PAX2 is also expressed in precursors of the glomerular parietal epithelia in both humans and mice27. However, owing to the severe defects in nephron formation in Pax2-deficient mice, the importance of this gene in parietal cells has not been addressed. Based on the unaffected nephron formation from PAX2-deficient human nephron progenitors, we have shown that PAX2 is indeed required for the proper morphology of glomerular parietal cells. Our data revealed sustained expression of characteristic markers of columnar epithelia in PAX2-null parietal cells. In particular, the existence of CADHERIN6 suggests that the mutant cells retained the character of adjacent proximal renal tubules. PAX2 may inhibit CADHERIN6 expression directly or indirectly, thereby regulating the morphological changes of the glomerular parietal epithelia.

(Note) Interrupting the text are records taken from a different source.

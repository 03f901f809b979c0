use chrono::{DateTime, Utc};
use serde::{Deserialize, Serialize};

#[derive(Debug, Clone, Copy, PartialEq, Eq, Hash, Serialize, Deserialize)]
#[serde(rename_all = "snake_case")]
pub enum ActivityType {
    Call,
    Email,
    Meeting,
    Note,
    StageChange,
}

impl ActivityType {
    pub fn as_str(&self) -> &'static str {
        match self {
            ActivityType::Call => "call",
            ActivityType::Email => "email",
            ActivityType::Meeting => "meeting",
            ActivityType::Note => "note",
            ActivityType::StageChange => "stage_change",
        }
    }
}

/// An immutable interaction or system event owned by one lead.
#[derive(Debug, Clone, PartialEq, Serialize, Deserialize)]
pub struct Activity {
    pub activity_id: String,
    pub lead_id: String,
    pub user_id: String,
    #[serde(rename = "type")]
    pub activity_type: ActivityType,
    pub notes: String,
    /// Minutes, for calls and meetings.
    pub duration: Option<u32>,
    pub created_at: DateTime<Utc>,
    /// Repository-wide insertion sequence, used to order activities sharing a timestamp.
    pub seq: u64,
}

/// Request payload for logging an activity. The author is always the caller.
#[derive(Debug, Clone, Deserialize)]
pub struct NewActivity {
    pub lead_id: String,
    #[serde(rename = "type")]
    pub activity_type: ActivityType,
    #[serde(default)]
    pub notes: String,
    pub duration: Option<u32>,
}

/// What a repository needs to append an activity; it assigns `seq` itself.
#[derive(Debug, Clone)]
pub struct ActivityRecord {
    pub activity_id: String,
    pub lead_id: String,
    pub user_id: String,
    pub activity_type: ActivityType,
    pub notes: String,
    pub duration: Option<u32>,
    pub created_at: DateTime<Utc>,
}

impl ActivityRecord {
    pub fn into_activity(self, seq: u64) -> Activity {
        Activity {
            activity_id: self.activity_id,
            lead_id: self.lead_id,
            user_id: self.user_id,
            activity_type: self.activity_type,
            notes: self.notes,
            duration: self.duration,
            created_at: self.created_at,
            seq,
        }
    }
}

#[derive(Debug, Default, Clone, Deserialize)]
pub struct ActivityFilter {
    pub lead_id: Option<String>,
}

The discrepant data between human iPS cells and genetically engineered mice should be carefully interpreted, before concluding that there are species-specific differences in the requirement for PAX2. First, our protocol for nephron formation in vitro may not completely recapitulate nephron formation in vivo. As previously demonstrated, nephron-forming competence is retained in progenitors with a broader spectrum of gene expression patterns than expected28, 29. Thus, it is possible that nephron formation based on the present protocol is less dependent on PAX2. Application of the protocol to Pax2-null mouse embryonic stem cells would be helpful to address the species-specific differences in the role of PAX2, at least in the in vitro setting. However, careful extrapolation is needed for its role in humans in vivo. Second, the spinal cord is a potent inducer of nephrogenesis from nephron progenitors, but does not extensively support their propagation, thereby leading to rapid depletion of the progenitors. Thus, the present study may not address the role of PAX2 in the propagation and maintenance of nephron progenitors. Recently, we and others reported the in vitro propagation of nephron progenitors induced from human iPS cells29–31. If a complete propagation method can be established, it would be worthwhile applying this method to PAX2-null progenitors.
PAX2 heterozygous iPS cells showed unaltered nephron formation, while accumulating evidence indicates that the renal coloboma phenotype is caused by PAX2 haploinsufficiency9, 13, 15. However, the kidney hypoplasia in heterozygous Pax2 1Neu mice could largely result from defects in the ureteric bud, because suppression of apoptosis in the ureteric bud restores this phenotype16. This notion may be consistent with the unaltered nephrogenesis from heterozygous human iPS cells, because our protocol selectively induces nephron progenitors, but not the ureteric bud. The present study does not address the role of human PAX2 in the ureteric bud, another important progenitor that constitutes the kidney. The Pax2-deficient murine Wolffian duct, as the precursor of the ureteric bud, exhibits impaired epithelial integrity, comprising loss of polarity and reduced intercellular adhesion12. Although a few groups have reported protocols for induction of ureteric buds from human iPS cells32, 33, the branching capacity and nephron-inducing potential were not sufficient. Thus, more robust protocols for the formation of competent Wolffian ducts/ureteric buds are under development in many laboratories, including ours, and these protocols will be useful for examining the role of PAX2 in this important lineage.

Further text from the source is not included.